-- PROVIDED INFORMATION --

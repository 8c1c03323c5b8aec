#[cfg(test)]
mod types_tests {
    use chdkptp::testing::mock_device_info;
    use chdkptp::types::{
        CaptureMode, DeviceFilter, FrameFormat, LuaValue, Message, MessageType,
    };
    use std::collections::BTreeMap;

    #[test]
    fn test_capture_mode_parsing() {
        assert_eq!("record".parse::<CaptureMode>().unwrap(), CaptureMode::Record);
        assert_eq!("rec".parse::<CaptureMode>().unwrap(), CaptureMode::Record);
        assert_eq!("play".parse::<CaptureMode>().unwrap(), CaptureMode::Play);
        assert!("video".parse::<CaptureMode>().is_err());
        assert_eq!(CaptureMode::Record.to_string(), "record");
    }

    #[test]
    fn test_frame_format_parsing() {
        assert_eq!("JPEG".parse::<FrameFormat>().unwrap(), FrameFormat::Jpeg);
        assert_eq!("jpg".parse::<FrameFormat>().unwrap(), FrameFormat::Jpeg);
        assert_eq!("ppm".parse::<FrameFormat>().unwrap(), FrameFormat::Ppm);
        assert!("gif".parse::<FrameFormat>().is_err());
        assert_eq!(FrameFormat::Png.extension(), "png");

        let format: FrameFormat = serde_json::from_str("\"jpg\"").unwrap();
        assert_eq!(format, FrameFormat::Jpeg);
    }

    #[test]
    fn test_message_type_from_wire() {
        assert_eq!(MessageType::from_wire("return"), MessageType::Return);
        assert_eq!(MessageType::from_wire("user"), MessageType::User);
        assert_eq!(MessageType::from_wire("error"), MessageType::Error);
        assert_eq!(MessageType::from_wire("none"), MessageType::None);
        assert_eq!(
            MessageType::from_wire("status"),
            MessageType::Other("status".to_string())
        );
    }

    #[test]
    fn test_message_json() {
        let mut fields = BTreeMap::new();
        fields.insert("exp".to_string(), LuaValue::Integer(12));
        fields.insert("dir".to_string(), LuaValue::from("A/DCIM/100CANON"));
        let message = Message {
            msg_type: MessageType::User,
            script_id: 3,
            value: LuaValue::Table(fields),
        };

        let json = serde_json::to_value(&message).unwrap();
        assert_eq!(json["msg_type"], "user");
        assert_eq!(json["script_id"], 3);
        assert_eq!(json["value"]["exp"], 12);
        assert_eq!(json["value"]["dir"], "A/DCIM/100CANON");

        let parsed: Message = serde_json::from_value(json).unwrap();
        assert_eq!(parsed, message);
    }

    #[test]
    fn test_lua_value_json_shapes() {
        assert_eq!(serde_json::to_string(&LuaValue::Nil).unwrap(), "null");
        let list = LuaValue::List(vec![LuaValue::Integer(1), LuaValue::Boolean(true)]);
        assert_eq!(serde_json::to_string(&list).unwrap(), "[1,true]");

        let parsed: LuaValue = serde_json::from_str("[1, 2.5, \"x\", {}]").unwrap();
        assert_eq!(
            parsed,
            LuaValue::List(vec![
                LuaValue::Integer(1),
                LuaValue::Number(2.5),
                LuaValue::from("x"),
                LuaValue::Table(BTreeMap::new()),
            ])
        );
    }

    #[test]
    fn test_lua_value_accessors() {
        let list = LuaValue::List(vec![LuaValue::Boolean(false), LuaValue::from("failed")]);
        assert_eq!(list.get("2").and_then(LuaValue::as_str), Some("failed"));
        assert_eq!(list.get("0"), None);
        assert_eq!(LuaValue::Integer(7).as_f64(), Some(7.0));
        assert_eq!(LuaValue::from("x").as_i64(), None);
        assert_eq!(LuaValue::Opaque("function".into()).type_name(), "opaque");
        assert_eq!(LuaValue::Bytes(vec![0xff]).type_name(), "string");
    }

    #[test]
    fn test_device_filter() {
        let info = mock_device_info();
        assert!(DeviceFilter::default().matches(&info));

        let filter = DeviceFilter {
            bus_num: Some("001".to_string()),
            device_num: Some("004".to_string()),
            ..Default::default()
        };
        assert!(filter.matches(&info));

        let filter = DeviceFilter {
            serial_num: Some("OTHER".to_string()),
            ..Default::default()
        };
        assert!(!filter.matches(&info));
    }

    #[test]
    fn test_device_info_json() {
        let info = mock_device_info();
        assert_eq!(info.address(), "001:004");
        let json = serde_json::to_string(&info).unwrap();
        let parsed: chdkptp::types::DeviceInfo = serde_json::from_str(&json).unwrap();
        assert_eq!(parsed, info);
    }
}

-- WHAT IS EXPECTED --
The full listing above needs to be given again exactly.

-- ANSWER BOX --
repository 8c1c03323c5b8aec
#[cfg(test)]
mod types_tests {
    use chdkptp::testing::mock_device_info;
    use chdkptp::types::{
        CaptureMode, DeviceFilter, FrameFormat, LuaValue, Message, MessageType,
    };
    use std::collections::BTreeMap;

    #[test]
    fn test_capture_mode_parsing() {
        assert_eq!("record".parse::<CaptureMode>().unwrap(), CaptureMode::Record);
        assert_eq!("rec".parse::<CaptureMode>().unwrap(), CaptureMode::Record);
        assert_eq!("play".parse::<CaptureMode>().unwrap(), CaptureMode::Play);
        assert!("video".parse::<CaptureMode>().is_err());
        assert_eq!(CaptureMode::Record.to_string(), "record");
    }

    #[test]
    fn test_frame_format_parsing() {
        assert_eq!("JPEG".parse::<FrameFormat>().unwrap(), FrameFormat::Jpeg);
        assert_eq!("jpg".parse::<FrameFormat>().unwrap(), FrameFormat::Jpeg);
        assert_eq!("ppm".parse::<FrameFormat>().unwrap(), FrameFormat::Ppm);
        assert!("gif".parse::<FrameFormat>().is_err());
        assert_eq!(FrameFormat::Png.extension(), "png");

        let format: FrameFormat = serde_json::from_str("\"jpg\"").unwrap();
        assert_eq!(format, FrameFormat::Jpeg);
    }

    #[test]
    fn test_message_type_from_wire() {
        assert_eq!(MessageType::from_wire("return"), MessageType::Return);
        assert_eq!(MessageType::from_wire("user"), MessageType::User);
        assert_eq!(MessageType::from_wire("error"), MessageType::Error);
        assert_eq!(MessageType::from_wire("none"), MessageType::None);
        assert_eq!(
            MessageType::from_wire("status"),
            MessageType::Other("status".to_string())
        );
    }

    #[test]
    fn test_message_json() {
        let mut fields = BTreeMap::new();
        fields.insert("exp".to_string(), LuaValue::Integer(12));
        fields.insert("dir".to_string(), LuaValue::from("A/DCIM/100CANON"));
        let message = Message {
            msg_type: MessageType::User,
            script_id: 3,
            value: LuaValue::Table(fields),
        };

        let json = serde_json::to_value(&message).unwrap();
        assert_eq!(json["msg_type"], "user");
        assert_eq!(json["script_id"], 3);
        assert_eq!(json["value"]["exp"], 12);
        assert_eq!(json["value"]["dir"], "A/DCIM/100CANON");

        let parsed: Message = serde_json::from_value(json).unwrap();
        assert_eq!(parsed, message);
    }

    #[test]
    fn test_lua_value_json_shapes() {
        assert_eq!(serde_json::to_string(&LuaValue::Nil).unwrap(), "null");
        let list = LuaValue::List(vec![LuaValue::Integer(1), LuaValue::Boolean(true)]);
        assert_eq!(serde_json::to_string(&list).unwrap(), "[1,true]");

        let parsed: LuaValue = serde_json::from_str("[1, 2.5, \"x\", {}]").unwrap();
        assert_eq!(
            parsed,
            LuaValue::List(vec![
                LuaValue::Integer(1),
                LuaValue::Number(2.5),
                LuaValue::from("x"),
                LuaValue::Table(BTreeMap::new()),
            ])
        );
    }

    #[test]
    fn test_lua_value_accessors() {
        let list = LuaValue::List(vec![LuaValue::Boolean(false), LuaValue::from("failed")]);
        assert_eq!(list.get("2").and_then(LuaValue::as_str), Some("failed"));
        assert_eq!(list.get("0"), None);
        assert_eq!(LuaValue::Integer(7).as_f64(), Some(7.0));
        assert_eq!(LuaValue::from("x").as_i64(), None);
        assert_eq!(LuaValue::Opaque("function".into()).type_name(), "opaque");
        assert_eq!(LuaValue::Bytes(vec![0xff]).type_name(), "string");
    }

    #[test]
    fn test_device_filter() {
        let info = mock_device_info();
        assert!(DeviceFilter::default().matches(&info));

        let filter = DeviceFilter {
            bus_num: Some("001".to_string()),
            device_num: Some("004".to_string()),
            ..Default::default()
        };
        assert!(filter.matches(&info));

        let filter = DeviceFilter {
            serial_num: Some("OTHER".to_string()),
            ..Default::default()
        };
        assert!(!filter.matches(&info));
    }

    #[test]
    fn test_device_info_json() {
        let info = mock_device_info();
        assert_eq!(info.address(), "001:004");
        let json = serde_json::to_string(&info).unwrap();
        let parsed: chdkptp::types::DeviceInfo = serde_json::from_str(&json).unwrap();
        assert_eq!(parsed, info);
    }
}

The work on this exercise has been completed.